■ TASK ITEM
Scan the listing and copy each line where the word "Result" is present.

■ RAW DATA
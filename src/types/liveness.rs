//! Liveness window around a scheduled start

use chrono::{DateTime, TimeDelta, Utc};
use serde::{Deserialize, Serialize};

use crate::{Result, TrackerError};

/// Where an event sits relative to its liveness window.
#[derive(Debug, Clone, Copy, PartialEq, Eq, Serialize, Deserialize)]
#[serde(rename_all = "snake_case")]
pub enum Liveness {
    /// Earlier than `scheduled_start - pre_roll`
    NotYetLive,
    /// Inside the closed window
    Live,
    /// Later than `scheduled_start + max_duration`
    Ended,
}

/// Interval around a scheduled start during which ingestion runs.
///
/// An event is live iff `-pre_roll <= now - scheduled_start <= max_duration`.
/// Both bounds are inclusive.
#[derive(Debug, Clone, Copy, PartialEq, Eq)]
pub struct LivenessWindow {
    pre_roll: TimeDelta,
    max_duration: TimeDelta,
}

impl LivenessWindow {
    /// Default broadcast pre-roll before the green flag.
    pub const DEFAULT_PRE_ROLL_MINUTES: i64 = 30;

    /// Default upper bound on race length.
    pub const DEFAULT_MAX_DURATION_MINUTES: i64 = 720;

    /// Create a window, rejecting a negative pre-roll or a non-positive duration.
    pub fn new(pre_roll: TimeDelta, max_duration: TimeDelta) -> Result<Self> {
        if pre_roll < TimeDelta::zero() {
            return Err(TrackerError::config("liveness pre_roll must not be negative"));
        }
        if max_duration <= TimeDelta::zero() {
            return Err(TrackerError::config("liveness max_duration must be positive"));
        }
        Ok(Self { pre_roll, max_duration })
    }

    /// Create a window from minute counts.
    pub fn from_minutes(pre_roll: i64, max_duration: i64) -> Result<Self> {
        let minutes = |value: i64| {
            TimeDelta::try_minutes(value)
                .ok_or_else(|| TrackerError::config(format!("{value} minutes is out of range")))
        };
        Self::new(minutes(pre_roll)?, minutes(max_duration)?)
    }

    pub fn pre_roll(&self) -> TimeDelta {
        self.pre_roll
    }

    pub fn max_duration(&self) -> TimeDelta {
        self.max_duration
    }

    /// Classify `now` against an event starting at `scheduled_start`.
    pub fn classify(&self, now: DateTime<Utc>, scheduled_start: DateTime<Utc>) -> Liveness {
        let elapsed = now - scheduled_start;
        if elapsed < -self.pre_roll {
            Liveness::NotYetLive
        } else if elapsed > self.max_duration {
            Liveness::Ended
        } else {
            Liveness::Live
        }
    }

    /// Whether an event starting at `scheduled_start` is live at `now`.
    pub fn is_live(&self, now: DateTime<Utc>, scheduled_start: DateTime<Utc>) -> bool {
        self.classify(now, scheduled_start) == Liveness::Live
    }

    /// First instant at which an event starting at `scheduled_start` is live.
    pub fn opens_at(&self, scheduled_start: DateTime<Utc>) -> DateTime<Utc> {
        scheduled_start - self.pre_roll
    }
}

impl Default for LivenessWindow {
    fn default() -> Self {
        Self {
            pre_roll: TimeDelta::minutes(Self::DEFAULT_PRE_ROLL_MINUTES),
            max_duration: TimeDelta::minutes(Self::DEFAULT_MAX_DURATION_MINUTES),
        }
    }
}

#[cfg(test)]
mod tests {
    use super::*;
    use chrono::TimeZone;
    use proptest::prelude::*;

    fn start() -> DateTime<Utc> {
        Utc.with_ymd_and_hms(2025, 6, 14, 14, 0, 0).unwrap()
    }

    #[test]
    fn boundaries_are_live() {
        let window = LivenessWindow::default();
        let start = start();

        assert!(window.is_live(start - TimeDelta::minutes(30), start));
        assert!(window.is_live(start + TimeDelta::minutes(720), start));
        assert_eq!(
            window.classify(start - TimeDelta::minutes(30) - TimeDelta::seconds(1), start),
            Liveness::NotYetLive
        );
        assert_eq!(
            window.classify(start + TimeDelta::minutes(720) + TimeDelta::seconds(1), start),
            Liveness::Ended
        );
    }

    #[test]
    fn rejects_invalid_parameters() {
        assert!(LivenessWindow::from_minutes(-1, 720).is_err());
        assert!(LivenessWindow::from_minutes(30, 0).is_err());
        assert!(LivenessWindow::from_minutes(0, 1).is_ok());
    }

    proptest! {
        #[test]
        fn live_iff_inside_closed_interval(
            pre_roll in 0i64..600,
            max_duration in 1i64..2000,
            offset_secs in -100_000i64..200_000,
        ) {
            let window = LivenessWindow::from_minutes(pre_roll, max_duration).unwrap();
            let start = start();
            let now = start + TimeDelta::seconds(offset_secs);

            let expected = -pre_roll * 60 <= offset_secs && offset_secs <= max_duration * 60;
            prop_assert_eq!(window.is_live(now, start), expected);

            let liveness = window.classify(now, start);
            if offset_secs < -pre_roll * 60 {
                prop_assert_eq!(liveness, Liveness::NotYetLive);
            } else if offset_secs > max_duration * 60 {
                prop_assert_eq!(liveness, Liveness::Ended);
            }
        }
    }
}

■ EXERCISE SOLUTION
use crate::{Result, TrackerError};
    pub fn new(pre_roll: TimeDelta, max_duration: TimeDelta) -> Result<Self> {
    pub fn from_minutes(pre_roll: i64, max_duration: i64) -> Result<Self> {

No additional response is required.